## WHAT THE TASK REQUIRES:
How does the data below read from its first line through the line containing "variables by the"? Print those lines exactly.

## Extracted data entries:
═══
//! Pipeline and Scoring Configuration
//!
//! Two layers:
//! - `ScoringConfig`: immutable scoring parameters (categories, blend weights,
//!   tribe ranking parameters, rounding, diagnostics selection). Passed
//!   explicitly into every component. Optionally loaded from a JSON file.
//! - `PipelineConfig`: file locations and run mode, read from environment
//!   variables by the `prepare_viz_data` binary.

use crate::error::ConfigError;
use anyhow::{Context, Result};
use serde::{Deserialize, Serialize};
use std::fs;
use std::path::{Path, PathBuf};

/// Card categories compared between commanders, in display order
pub const CARD_CATEGORIES: [&str; 10] = [
    "High Synergy Cards",
    "New Cards",
    "Creatures",
    "Instants",
    "Sorceries",
    "Enchantments",
    "Mana Artifacts",
    "Planeswalkers",
    "Utility Lands",
    "Lands",
];

/// Format staples reported after the frequency pass
pub const EXAMPLE_CARDS: [&str; 3] = ["Sol Ring", "Chatterstorm", "Arcane Signet"];

pub const DEFAULT_TRIBE_TOP_N: usize = 3;
pub const DEFAULT_POSITION_DECAY: f64 = 0.85;

/// Scoring parameters shared by every pair comparison
#[derive(Debug, Clone, Deserialize, Serialize)]
#[serde(default)]
pub struct ScoringConfig {
    /// Categories to compare, in output order
    pub categories: Vec<String>,
    /// Weight of the color-normalized overlap in the composite score
    pub overlap_blend: f64,
    /// Weight of the average uniqueness in the composite score
    pub uniqueness_blend: f64,
    /// Number of top tribes ranked per commander (simplified tribe weight)
    pub tribe_top_n: usize,
    /// Positional decay for ranked tribes, strictly inside (0, 1)
    pub tribe_position_decay: f64,
    /// Decimal places kept in serialized edge weights
    pub precision: u32,
    /// Commander pairs that get per-card diagnostics (either orientation)
    pub debug_pairs: Vec<(String, String)>,
    /// Cards whose usage is reported after the frequency pass
    pub example_cards: Vec<String>,
    /// Progress is logged every N outer commanders
    pub progress_interval: usize,
}

impl Default for ScoringConfig {
    fn default() -> Self {
        Self {
            categories: CARD_CATEGORIES.iter().map(|c| c.to_string()).collect(),
            overlap_blend: 0.5,
            uniqueness_blend: 0.5,
            tribe_top_n: DEFAULT_TRIBE_TOP_N,
            tribe_position_decay: DEFAULT_POSITION_DECAY,
            precision: 3,
            debug_pairs: vec![
                ("The Ur-Dragon".to_string(), "Tiamat".to_string()),
                (
                    "Atraxa, Praetors' Voice".to_string(),
                    "Vorinclex, Monstrous Raider".to_string(),
                ),
            ],
            example_cards: EXAMPLE_CARDS.iter().map(|c| c.to_string()).collect(),
            progress_interval: 10,
        }
    }
}

impl ScoringConfig {
    /// Load scoring parameters from a JSON file; absent fields keep their defaults
    pub fn load(path: &Path) -> Result<Self> {
        let contents = fs::read_to_string(path)
            .with_context(|| format!("Failed to read scoring config: {:?}", path))?;

        let config: ScoringConfig = serde_json::from_str(&contents)
            .with_context(|| format!("Failed to parse scoring config JSON: {:?}", path))?;

        config.validate()?;
        Ok(config)
    }

    /// Reject parameter sets that would push scores outside [0, 1]
    pub fn validate(&self) -> std::result::Result<(), ConfigError> {
        if self.categories.is_empty() {
            return Err(ConfigError::NoCategories);
        }
        if self.tribe_top_n == 0 {
            return Err(ConfigError::InvalidTopN);
        }
        let decay = self.tribe_position_decay;
        if !(decay > 0.0 && decay < 1.0) {
            return Err(ConfigError::InvalidDecay(decay));
        }
        let (overlap, uniqueness) = (self.overlap_blend, self.uniqueness_blend);
        if overlap < 0.0 || uniqueness < 0.0 || ((overlap + uniqueness) - 1.0).abs() > 1e-9 {
            return Err(ConfigError::InvalidBlendWeights { overlap, uniqueness });
        }
        if self.precision > 12 {
            return Err(ConfigError::InvalidPrecision(self.precision));
        }
        Ok(())
    }

    pub fn is_debug_pair(&self, a: &str, b: &str) -> bool {
        self.debug_pairs
            .iter()
            .any(|(x, y)| (x == a && y == b) || (x == b && y == a))
    }
}

/// File locations and run mode for the batch binary
#[derive(Debug, Clone)]
pub struct PipelineConfig {
    pub commander_data: PathBuf,
    pub card_metadata: PathBuf,
    pub output_dir: PathBuf,
    pub scoring: ScoringConfig,
    pub parallel: bool,
}

impl PipelineConfig {
    /// Build configuration from environment variables
    ///
    /// - `DATA_DIR`: base directory for relative defaults (default `.`)
    /// - `COMMANDER_DATA`: commander dataset JSON
    /// - `CARD_METADATA`: newline-delimited card printings
    /// - `OUTPUT_DIR`: where nodes.json / edges.json are written
    /// - `SCORING_CONFIG`: optional scoring parameter JSON
    /// - `PARALLEL`: `1` or `true` to use the rayon pair loop
    pub fn from_env() -> Result<Self> {
        let lookup = |key: &str| std::env::var(key).ok();
        Self::from_lookup(lookup)
    }

    /// Same as `from_env` with an injectable variable source
    pub fn from_lookup<F>(lookup: F) -> Result<Self>
    where
        F: Fn(&str) -> Option<String>,
    {
        let data_dir = PathBuf::from(lookup("DATA_DIR").unwrap_or_else(|| ".".to_string()));

        let resolve = |key: &str, default: &str| -> PathBuf {
            lookup(key)
                .map(PathBuf::from)
                .unwrap_or_else(|| data_dir.join(default))
        };

        let scoring = match lookup("SCORING_CONFIG") {
            Some(path) => ScoringConfig::load(Path::new(&path))?,
            None => ScoringConfig::default(),
        };

        let parallel = lookup("PARALLEL")
            .map(|v| matches!(v.trim().to_ascii_lowercase().as_str(), "1" | "true" | "yes"))
            .unwrap_or(false);

        Ok(Self {
            commander_data: resolve("COMMANDER_DATA", "extracted_commander_data.json"),
            card_metadata: resolve("CARD_METADATA", "default-cards-20241223222017.json"),
            output_dir: resolve("OUTPUT_DIR", "viz_data"),
            scoring,
            parallel,
        })
    }
}

#[cfg(test)]
mod tests {
    use super::*;
    use std::collections::HashMap;

    #[test]
    fn test_default_config_is_valid() {
        let config = ScoringConfig::default();
        assert!(config.validate().is_ok());
        assert_eq!(config.categories.len(), 10);
        assert_eq!(config.tribe_top_n, 3);
        assert_eq!(config.categories[0], "High Synergy Cards");
        assert_eq!(config.categories[9], "Lands");
    }

    #[test]
    fn test_decay_bounds_are_exclusive() {
        let mut config = ScoringConfig::default();
        config.tribe_position_decay = 1.0;
        assert_eq!(config.validate(), Err(ConfigError::InvalidDecay(1.0)));
        config.tribe_position_decay = 0.0;
        assert_eq!(config.validate(), Err(ConfigError::InvalidDecay(0.0)));
    }

    #[test]
    fn test_blend_weights_must_sum_to_one() {
        let mut config = ScoringConfig::default();
        config.overlap_blend = 0.7;
        assert!(matches!(
            config.validate(),
            Err(ConfigError::InvalidBlendWeights { .. })
        ));
        config.uniqueness_blend = 0.3;
        assert!(config.validate().is_ok());
    }

    #[test]
    fn test_partial_json_keeps_defaults() {
        let config: ScoringConfig =
            serde_json::from_str(r#"{ "tribe_top_n": 5, "debug_pairs": [] }"#).unwrap();
        assert_eq!(config.tribe_top_n, 5);
        assert!(config.debug_pairs.is_empty());
        assert_eq!(config.tribe_position_decay, DEFAULT_POSITION_DECAY);
        assert_eq!(config.categories.len(), 10);
    }

    #[test]
    fn test_debug_pair_matches_either_orientation() {
        let config = ScoringConfig::default();
        assert!(config.is_debug_pair("Tiamat", "The Ur-Dragon"));
        assert!(config.is_debug_pair("The Ur-Dragon", "Tiamat"));
        assert!(!config.is_debug_pair("Tiamat", "Atraxa, Praetors' Voice"));
    }

    #[test]
    fn test_pipeline_config_from_lookup() {
        let vars: HashMap<&str, &str> = [("DATA_DIR", "/data"), ("PARALLEL", "true")]
            .into_iter()
            .collect();
        let config = PipelineConfig::from_lookup(|k| vars.get(k).map(|v| v.to_string())).unwrap();

        assert_eq!(config.commander_data, PathBuf::from("/data/extracted_commander_data.json"));
        assert_eq!(config.output_dir, PathBuf::from("/data/viz_data"));
        assert!(config.parallel);
    }
}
═══
## ANSWER SECTION:
//! Pipeline and Scoring Configuration
//!
//! Two layers:
//! - `ScoringConfig`: immutable scoring parameters (categories, blend weights,
//!   tribe ranking parameters, rounding, diagnostics selection). Passed
//!   explicitly into every component. Optionally loaded from a JSON file.
//! - `PipelineConfig`: file locations and run mode, read from environment
//!   variables by the `prepare_viz_data` binary.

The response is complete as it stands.